**Stored data entries:**
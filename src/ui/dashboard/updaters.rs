//! Dashboard state update logic
//!
//! Contains all methods for updating dashboard state from events

use super::state::DashboardState;
use crate::events::{AuthOutcome, Event as WorkerEvent, Update};

impl DashboardState {
    /// Advance the animation tick and apply queued events in arrival order.
    pub fn update(&mut self) {
        self.tick += 1;

        while let Some(event) = self.pending_events.pop_front() {
            if let Some(update) = &event.update {
                self.apply_update(update.clone());
            }
            if event.should_display() {
                self.add_to_activity_log(event);
            }
        }
    }

    fn apply_update(&mut self, update: Update) {
        match update {
            Update::AuthResolved(outcome) => self.view.gate_resolved(&outcome),
            Update::FetchStarted { seq } => self.view.fetch_started(seq),
            Update::SongsFetched { seq, songs } => {
                if self.view.fetch_succeeded(seq, songs) {
                    self.clamp_selection();
                }
            }
            Update::SongsFetchFailed { seq } => self.view.fetch_failed(seq),
            Update::SessionExpired => self
                .view
                .gate_resolved(&AuthOutcome::Redirect { auth_url: None }),
            Update::Playback(playback) => {
                if let Some(volume) = playback.as_ref().and_then(|p| p.volume_percent) {
                    self.volume = Some(volume);
                }
                self.playback = playback;
            }
            Update::Webcam(status) => self.webcam = Some(status),
            Update::FaceDistance(distance) => self.face_distance = distance,
            Update::Volume(volume) => self.volume = Some(volume),
        }
    }

    fn clamp_selection(&mut self) {
        let len = self.view.ranked.len();
        if self.selected_song >= len {
            self.selected_song = len.saturating_sub(1);
        }
    }

    /// Events that arrived before the dashboard existed, e.g. from the auth gate.
    pub fn replay(&mut self, events: impl IntoIterator<Item = WorkerEvent>) {
        for event in events {
            self.add_event(event);
        }
    }
}
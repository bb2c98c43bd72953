//! Session check run before any data is requested

use super::core::EventSender;
use crate::api::MoodApi;
use crate::error_classifier::ErrorClassifier;
use crate::events::{AuthOutcome, Event, EventType, Update, Worker};
use crate::logging::LogLevel;
use std::sync::Arc;

/// Decide whether the dashboard may mount.
///
/// A failed status check counts as unauthenticated. The login URL is looked
/// up only on the redirect path, and its failure is not fatal.
pub async fn check_session(api: &dyn MoodApi, events: &EventSender) -> AuthOutcome {
    let classifier = ErrorClassifier::new();
    match api.auth_status().await {
        Ok(true) => return AuthOutcome::Authenticated,
        Ok(false) => {}
        Err(e) => {
            events
                .send(
                    Worker::AuthGate,
                    format!("Auth status check failed: {}", e),
                    EventType::Error,
                    classifier.classify_api_error(&e),
                )
                .await;
        }
    }

    let auth_url = match api.auth_url().await {
        Ok(url) => url,
        Err(e) => {
            events
                .send(
                    Worker::AuthGate,
                    format!("Could not get login URL: {}", e),
                    EventType::Error,
                    LogLevel::Debug,
                )
                .await;
            None
        }
    };
    AuthOutcome::Redirect { auth_url }
}

/// Run the gate once and report the outcome to the UI.
pub async fn run_auth_gate(api: Arc<dyn MoodApi>, events: EventSender) {
    events
        .send(
            Worker::AuthGate,
            "Checking session...".to_string(),
            EventType::Waiting,
            LogLevel::Debug,
        )
        .await;

    let outcome = check_session(api.as_ref(), &events).await;
    let (message, event_type) = match &outcome {
        AuthOutcome::Authenticated => ("Session authenticated".to_string(), EventType::Success),
        AuthOutcome::Redirect { .. } => (
            "Not authenticated, login required".to_string(),
            EventType::Error,
        ),
    };
    events
        .send_event(
            Event::new(Worker::AuthGate, message, event_type, LogLevel::Info)
                .with_update(Update::AuthResolved(outcome)),
        )
        .await;
}

#[cfg(test)]
mod tests {
    use super::*;
    use crate::api::MockMoodApi;
    use crate::api::error::ApiError;
    use tokio::sync::mpsc;

    fn sender() -> (EventSender, mpsc::Receiver<Event>) {
        let (tx, rx) = mpsc::channel(16);
        (EventSender::new(tx), rx)
    }

    #[tokio::test]
    async fn test_authenticated_session_skips_login_url() {
        let mut api = MockMoodApi::new();
        api.expect_auth_status().times(1).returning(|| Ok(true));
        api.expect_auth_url().never();
        let (events, _rx) = sender();

        assert_eq!(
            check_session(&api, &events).await,
            AuthOutcome::Authenticated
        );
    }

    #[tokio::test]
    async fn test_unauthenticated_session_redirects_with_url() {
        let mut api = MockMoodApi::new();
        api.expect_auth_status().returning(|| Ok(false));
        api.expect_auth_url()
            .returning(|| Ok(Some("https://accounts.example/authorize".to_string())));
        let (events, _rx) = sender();

        assert_eq!(
            check_session(&api, &events).await,
            AuthOutcome::Redirect {
                auth_url: Some("https://accounts.example/authorize".to_string())
            }
        );
    }

    #[tokio::test]
    async fn test_failed_check_redirects_without_crashing() {
        let mut api = MockMoodApi::new();
        api.expect_auth_status().returning(|| {
            Err(ApiError::Http {
                status: 500,
                message: "boom".to_string(),
            })
        });
        api.expect_auth_url()
            .returning(|| Err(ApiError::Stream(std::io::Error::other("closed"))));
        let (events, mut rx) = sender();

        assert_eq!(
            check_session(&api, &events).await,
            AuthOutcome::Redirect { auth_url: None }
        );
        let first = rx.recv().await.unwrap();
        assert_eq!(first.event_type, EventType::Error);
        assert_eq!(first.log_level, LogLevel::Warn);
    }

    #[tokio::test]
    async fn test_run_auth_gate_reports_outcome() {
        let mut api = MockMoodApi::new();
        api.expect_auth_status().returning(|| Ok(true));
        let (events, mut rx) = sender();

        run_auth_gate(Arc::new(api), events).await;

        let mut last = None;
        while let Ok(event) = rx.try_recv() {
            last = Some(event);
        }
        assert_eq!(
            last.unwrap().update,
            Some(Update::AuthResolved(AuthOutcome::Authenticated))
        );
    }
}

**INSTRUCTIONS TO FOLLOW:** Output the first line of the entries above and every line after it, exactly as written, ending with the line that contains "in arrival order.".

**TASK ANSWER:**
filename src/ui/dashboard/updaters.rs
//! Dashboard state update logic
//!
//! Contains all methods for updating dashboard state from events

use super::state::DashboardState;
use crate::events::{AuthOutcome, Event as WorkerEvent, Update};

impl DashboardState {
    /// Advance the animation tick and apply queued events in arrival order.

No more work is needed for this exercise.